◆ Exercise instructions: Each line in the entries below that holds the string "CardDraft" is to be listed.

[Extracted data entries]

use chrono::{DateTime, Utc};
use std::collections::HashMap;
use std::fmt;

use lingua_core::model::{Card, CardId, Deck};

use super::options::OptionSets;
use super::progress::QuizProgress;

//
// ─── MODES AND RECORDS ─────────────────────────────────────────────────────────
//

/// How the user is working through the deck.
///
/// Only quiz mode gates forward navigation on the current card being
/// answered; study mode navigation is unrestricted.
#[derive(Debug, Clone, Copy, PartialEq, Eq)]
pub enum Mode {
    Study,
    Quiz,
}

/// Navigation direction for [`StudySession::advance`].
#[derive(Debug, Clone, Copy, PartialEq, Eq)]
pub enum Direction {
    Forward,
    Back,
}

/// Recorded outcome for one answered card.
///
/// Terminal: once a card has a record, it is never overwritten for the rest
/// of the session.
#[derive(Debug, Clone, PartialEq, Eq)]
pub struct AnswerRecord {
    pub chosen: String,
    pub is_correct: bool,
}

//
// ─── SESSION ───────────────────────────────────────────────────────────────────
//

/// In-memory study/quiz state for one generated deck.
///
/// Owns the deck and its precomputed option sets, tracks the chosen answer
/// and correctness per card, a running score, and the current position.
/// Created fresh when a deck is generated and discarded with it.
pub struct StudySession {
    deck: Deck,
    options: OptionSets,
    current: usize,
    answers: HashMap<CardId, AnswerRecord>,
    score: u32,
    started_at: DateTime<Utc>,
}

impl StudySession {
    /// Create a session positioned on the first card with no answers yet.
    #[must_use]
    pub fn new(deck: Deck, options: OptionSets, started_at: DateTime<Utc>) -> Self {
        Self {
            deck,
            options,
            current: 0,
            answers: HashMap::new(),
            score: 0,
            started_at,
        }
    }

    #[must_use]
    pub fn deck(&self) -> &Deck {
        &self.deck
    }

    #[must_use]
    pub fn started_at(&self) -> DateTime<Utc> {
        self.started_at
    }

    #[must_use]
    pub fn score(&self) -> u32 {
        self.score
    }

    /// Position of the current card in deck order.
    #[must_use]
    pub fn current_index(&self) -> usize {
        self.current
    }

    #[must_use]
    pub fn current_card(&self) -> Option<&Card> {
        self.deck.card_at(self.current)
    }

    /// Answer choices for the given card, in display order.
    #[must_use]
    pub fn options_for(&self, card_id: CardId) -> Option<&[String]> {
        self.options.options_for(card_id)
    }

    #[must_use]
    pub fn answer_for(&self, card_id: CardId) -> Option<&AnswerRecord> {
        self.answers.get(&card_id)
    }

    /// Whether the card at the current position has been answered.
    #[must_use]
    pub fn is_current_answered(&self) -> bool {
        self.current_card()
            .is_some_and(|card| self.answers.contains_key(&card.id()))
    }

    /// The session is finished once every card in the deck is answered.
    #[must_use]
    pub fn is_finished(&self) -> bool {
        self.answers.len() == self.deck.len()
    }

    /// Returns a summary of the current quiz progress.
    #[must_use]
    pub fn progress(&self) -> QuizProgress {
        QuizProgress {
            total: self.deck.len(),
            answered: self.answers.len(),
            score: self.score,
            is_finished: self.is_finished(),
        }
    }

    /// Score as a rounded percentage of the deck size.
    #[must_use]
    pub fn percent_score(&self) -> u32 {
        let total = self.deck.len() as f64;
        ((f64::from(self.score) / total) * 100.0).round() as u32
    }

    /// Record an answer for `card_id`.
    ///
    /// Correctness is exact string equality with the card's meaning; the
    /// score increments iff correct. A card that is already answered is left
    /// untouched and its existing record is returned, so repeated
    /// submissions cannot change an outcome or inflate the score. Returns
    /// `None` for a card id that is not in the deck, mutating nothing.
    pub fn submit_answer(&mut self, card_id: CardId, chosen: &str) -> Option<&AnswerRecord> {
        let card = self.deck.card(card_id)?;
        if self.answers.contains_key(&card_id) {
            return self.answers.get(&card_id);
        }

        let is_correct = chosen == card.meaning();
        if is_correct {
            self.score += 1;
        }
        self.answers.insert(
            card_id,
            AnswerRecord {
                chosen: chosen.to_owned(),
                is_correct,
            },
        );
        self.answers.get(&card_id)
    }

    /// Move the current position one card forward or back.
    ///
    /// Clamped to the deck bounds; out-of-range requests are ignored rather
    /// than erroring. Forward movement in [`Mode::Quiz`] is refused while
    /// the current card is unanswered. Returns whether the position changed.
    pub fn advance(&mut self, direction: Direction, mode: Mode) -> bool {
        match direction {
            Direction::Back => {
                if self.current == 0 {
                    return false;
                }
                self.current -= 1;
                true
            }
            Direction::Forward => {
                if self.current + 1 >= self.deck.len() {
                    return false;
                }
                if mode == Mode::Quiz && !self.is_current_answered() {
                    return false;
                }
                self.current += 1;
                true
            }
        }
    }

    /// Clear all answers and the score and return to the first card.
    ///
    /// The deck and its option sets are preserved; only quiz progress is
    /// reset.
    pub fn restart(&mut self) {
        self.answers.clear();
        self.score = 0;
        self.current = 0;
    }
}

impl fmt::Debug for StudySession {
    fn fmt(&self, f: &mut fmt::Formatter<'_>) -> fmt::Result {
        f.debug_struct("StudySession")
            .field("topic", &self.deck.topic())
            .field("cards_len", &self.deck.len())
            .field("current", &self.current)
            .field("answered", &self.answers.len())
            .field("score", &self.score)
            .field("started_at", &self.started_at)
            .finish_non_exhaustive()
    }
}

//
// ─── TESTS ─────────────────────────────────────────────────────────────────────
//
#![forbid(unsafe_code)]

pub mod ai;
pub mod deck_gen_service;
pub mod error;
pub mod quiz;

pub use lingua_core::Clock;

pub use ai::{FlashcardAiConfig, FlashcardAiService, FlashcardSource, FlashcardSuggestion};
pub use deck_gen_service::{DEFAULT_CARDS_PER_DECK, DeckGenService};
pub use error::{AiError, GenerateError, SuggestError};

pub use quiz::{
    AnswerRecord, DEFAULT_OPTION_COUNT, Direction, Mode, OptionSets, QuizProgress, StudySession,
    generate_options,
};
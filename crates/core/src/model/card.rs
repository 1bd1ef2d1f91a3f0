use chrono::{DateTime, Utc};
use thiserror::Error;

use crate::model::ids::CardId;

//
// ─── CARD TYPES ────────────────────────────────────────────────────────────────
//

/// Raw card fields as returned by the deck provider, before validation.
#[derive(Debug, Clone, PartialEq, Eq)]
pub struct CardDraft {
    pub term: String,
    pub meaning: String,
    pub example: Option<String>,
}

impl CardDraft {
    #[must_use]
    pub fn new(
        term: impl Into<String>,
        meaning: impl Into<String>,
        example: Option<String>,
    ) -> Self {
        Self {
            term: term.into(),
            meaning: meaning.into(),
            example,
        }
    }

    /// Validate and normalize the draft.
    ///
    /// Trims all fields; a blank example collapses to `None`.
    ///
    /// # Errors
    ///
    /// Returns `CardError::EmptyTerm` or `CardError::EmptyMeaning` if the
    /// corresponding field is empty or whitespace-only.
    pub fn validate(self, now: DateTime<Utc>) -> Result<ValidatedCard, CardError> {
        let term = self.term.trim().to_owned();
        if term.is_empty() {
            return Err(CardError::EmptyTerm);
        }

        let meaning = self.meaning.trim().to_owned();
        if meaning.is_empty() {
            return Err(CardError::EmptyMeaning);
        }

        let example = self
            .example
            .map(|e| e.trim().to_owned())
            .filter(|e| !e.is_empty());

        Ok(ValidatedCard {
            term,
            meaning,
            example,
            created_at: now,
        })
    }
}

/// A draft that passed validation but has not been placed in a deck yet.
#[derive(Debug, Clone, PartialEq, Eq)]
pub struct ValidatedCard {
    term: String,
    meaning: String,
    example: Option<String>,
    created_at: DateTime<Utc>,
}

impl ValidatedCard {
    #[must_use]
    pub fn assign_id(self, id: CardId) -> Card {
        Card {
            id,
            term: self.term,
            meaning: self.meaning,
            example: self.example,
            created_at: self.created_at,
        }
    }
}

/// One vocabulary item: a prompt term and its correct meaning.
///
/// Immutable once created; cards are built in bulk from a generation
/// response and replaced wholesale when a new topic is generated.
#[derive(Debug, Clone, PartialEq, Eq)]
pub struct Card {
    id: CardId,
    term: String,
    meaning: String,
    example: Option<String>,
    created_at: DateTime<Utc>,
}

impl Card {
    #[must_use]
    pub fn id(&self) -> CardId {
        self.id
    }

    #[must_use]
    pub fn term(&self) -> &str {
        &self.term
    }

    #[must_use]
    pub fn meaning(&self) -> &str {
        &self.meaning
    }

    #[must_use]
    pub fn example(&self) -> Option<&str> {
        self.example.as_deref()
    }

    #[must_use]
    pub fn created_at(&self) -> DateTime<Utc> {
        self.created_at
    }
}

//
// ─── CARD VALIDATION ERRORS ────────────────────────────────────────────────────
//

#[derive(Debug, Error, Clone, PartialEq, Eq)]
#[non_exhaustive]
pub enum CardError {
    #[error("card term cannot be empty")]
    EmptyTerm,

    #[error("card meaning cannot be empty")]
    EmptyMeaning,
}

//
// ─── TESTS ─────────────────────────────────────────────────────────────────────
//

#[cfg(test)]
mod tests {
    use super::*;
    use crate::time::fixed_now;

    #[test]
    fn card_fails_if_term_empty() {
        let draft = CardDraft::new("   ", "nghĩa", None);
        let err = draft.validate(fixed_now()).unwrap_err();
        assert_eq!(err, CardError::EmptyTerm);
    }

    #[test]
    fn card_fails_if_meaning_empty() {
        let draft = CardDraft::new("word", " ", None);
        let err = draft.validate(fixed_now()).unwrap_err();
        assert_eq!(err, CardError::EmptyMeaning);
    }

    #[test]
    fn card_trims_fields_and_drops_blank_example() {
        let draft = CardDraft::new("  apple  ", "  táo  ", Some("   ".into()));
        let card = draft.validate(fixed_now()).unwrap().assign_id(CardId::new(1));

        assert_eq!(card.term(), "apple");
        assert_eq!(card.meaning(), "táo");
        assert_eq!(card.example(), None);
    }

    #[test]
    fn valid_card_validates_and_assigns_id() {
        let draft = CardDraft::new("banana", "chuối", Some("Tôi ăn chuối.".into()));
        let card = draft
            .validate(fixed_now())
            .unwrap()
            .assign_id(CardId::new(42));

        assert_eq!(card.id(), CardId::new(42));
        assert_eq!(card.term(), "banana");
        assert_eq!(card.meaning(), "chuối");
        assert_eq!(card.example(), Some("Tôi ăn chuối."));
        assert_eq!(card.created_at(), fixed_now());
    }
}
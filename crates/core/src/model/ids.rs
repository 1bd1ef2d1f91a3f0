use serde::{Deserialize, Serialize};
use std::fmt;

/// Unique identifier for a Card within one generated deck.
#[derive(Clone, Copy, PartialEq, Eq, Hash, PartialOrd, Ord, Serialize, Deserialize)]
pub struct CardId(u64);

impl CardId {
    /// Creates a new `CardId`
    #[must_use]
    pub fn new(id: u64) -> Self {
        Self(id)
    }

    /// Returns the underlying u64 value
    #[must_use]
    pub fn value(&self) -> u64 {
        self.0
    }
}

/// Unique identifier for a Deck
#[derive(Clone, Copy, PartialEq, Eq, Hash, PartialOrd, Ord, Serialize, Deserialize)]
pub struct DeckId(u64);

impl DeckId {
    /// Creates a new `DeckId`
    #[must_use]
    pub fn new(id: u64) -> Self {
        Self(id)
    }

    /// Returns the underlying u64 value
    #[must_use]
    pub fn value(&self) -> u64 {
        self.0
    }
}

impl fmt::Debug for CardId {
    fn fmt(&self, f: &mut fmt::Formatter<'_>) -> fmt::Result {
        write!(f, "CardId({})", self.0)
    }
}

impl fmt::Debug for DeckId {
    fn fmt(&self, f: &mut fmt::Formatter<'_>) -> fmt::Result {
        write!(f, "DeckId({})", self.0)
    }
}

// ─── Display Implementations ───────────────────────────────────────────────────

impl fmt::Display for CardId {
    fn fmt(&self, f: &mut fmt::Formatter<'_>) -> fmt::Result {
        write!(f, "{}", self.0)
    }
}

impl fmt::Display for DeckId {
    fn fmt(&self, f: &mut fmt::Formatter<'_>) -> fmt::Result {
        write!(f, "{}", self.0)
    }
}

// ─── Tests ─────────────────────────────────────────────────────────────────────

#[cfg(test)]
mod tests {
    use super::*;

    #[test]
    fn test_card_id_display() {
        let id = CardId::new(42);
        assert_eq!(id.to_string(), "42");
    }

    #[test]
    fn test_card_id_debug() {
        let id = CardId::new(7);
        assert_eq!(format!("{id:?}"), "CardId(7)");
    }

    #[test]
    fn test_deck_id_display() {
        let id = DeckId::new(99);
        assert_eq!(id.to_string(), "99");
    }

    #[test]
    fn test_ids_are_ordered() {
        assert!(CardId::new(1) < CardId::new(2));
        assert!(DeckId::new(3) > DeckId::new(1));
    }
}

◆ Answer area:
pub struct CardDraft {
impl CardDraft {
        let draft = CardDraft::new("   ", "nghĩa", None);
        let draft = CardDraft::new("word", " ", None);
        let draft = CardDraft::new("  apple  ", "  táo  ", Some("   ".into()));
        let draft = CardDraft::new("banana", "chuối", Some("Tôi ăn chuối.".into()));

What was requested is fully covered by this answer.